◆ **Task to carry out**
Report how many lines below include the string "derive". Please keep the reply to that number.

◆ **Provided data**
:::
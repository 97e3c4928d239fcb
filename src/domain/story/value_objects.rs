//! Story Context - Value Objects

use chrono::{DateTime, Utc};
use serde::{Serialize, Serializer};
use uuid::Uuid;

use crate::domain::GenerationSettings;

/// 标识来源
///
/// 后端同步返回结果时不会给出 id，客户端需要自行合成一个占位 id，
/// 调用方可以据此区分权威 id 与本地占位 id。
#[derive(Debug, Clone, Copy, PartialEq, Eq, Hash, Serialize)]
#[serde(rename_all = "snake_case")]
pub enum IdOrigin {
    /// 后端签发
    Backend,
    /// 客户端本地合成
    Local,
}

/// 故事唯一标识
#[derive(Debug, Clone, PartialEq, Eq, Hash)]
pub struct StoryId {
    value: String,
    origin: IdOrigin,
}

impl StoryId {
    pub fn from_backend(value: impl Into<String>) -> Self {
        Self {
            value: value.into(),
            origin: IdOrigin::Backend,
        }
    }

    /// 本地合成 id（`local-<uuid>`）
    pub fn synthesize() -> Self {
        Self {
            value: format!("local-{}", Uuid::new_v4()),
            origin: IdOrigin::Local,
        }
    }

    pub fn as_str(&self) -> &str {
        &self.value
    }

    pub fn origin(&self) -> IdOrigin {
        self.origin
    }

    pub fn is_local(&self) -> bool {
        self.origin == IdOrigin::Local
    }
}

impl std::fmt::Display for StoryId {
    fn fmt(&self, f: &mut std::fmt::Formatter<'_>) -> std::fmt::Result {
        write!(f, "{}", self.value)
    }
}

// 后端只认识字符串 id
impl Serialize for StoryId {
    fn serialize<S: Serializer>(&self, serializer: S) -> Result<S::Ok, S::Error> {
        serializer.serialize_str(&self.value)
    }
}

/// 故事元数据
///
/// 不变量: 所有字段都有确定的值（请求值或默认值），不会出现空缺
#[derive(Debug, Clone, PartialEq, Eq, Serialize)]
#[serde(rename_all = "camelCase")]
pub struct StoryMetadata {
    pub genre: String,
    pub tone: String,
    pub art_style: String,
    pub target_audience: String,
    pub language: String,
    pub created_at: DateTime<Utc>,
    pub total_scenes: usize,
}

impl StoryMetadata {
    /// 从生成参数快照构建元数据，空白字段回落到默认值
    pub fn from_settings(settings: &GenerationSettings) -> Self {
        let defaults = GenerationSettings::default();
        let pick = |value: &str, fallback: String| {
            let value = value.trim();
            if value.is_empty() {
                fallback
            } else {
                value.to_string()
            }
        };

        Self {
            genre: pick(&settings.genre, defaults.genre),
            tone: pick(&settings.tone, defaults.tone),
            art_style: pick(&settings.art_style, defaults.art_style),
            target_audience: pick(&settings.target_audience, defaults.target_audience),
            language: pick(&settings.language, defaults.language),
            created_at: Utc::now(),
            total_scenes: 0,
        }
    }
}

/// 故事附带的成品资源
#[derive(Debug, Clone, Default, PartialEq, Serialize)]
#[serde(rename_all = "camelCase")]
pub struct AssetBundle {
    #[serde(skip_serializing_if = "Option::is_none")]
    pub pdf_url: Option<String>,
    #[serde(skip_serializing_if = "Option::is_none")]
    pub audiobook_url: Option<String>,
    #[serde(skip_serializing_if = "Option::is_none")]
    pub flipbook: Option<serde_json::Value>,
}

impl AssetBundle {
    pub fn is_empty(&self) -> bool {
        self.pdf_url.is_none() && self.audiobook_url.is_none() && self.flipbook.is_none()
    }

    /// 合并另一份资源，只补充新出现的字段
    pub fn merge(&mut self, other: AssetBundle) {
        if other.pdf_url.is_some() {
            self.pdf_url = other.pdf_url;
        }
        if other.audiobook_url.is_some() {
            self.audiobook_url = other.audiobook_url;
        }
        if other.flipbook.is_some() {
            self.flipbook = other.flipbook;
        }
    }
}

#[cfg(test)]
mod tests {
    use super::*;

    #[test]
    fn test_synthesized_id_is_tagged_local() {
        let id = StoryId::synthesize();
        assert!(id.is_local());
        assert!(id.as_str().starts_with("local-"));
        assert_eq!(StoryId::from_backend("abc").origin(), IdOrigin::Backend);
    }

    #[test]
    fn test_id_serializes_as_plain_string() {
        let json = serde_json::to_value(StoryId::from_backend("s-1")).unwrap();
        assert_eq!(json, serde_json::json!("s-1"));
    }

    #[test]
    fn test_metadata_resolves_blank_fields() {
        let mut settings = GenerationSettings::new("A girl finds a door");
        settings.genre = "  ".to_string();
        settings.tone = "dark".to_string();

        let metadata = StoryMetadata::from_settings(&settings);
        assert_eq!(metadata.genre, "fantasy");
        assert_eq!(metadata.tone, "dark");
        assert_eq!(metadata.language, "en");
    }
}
:::
◆ **Exercise solution**
4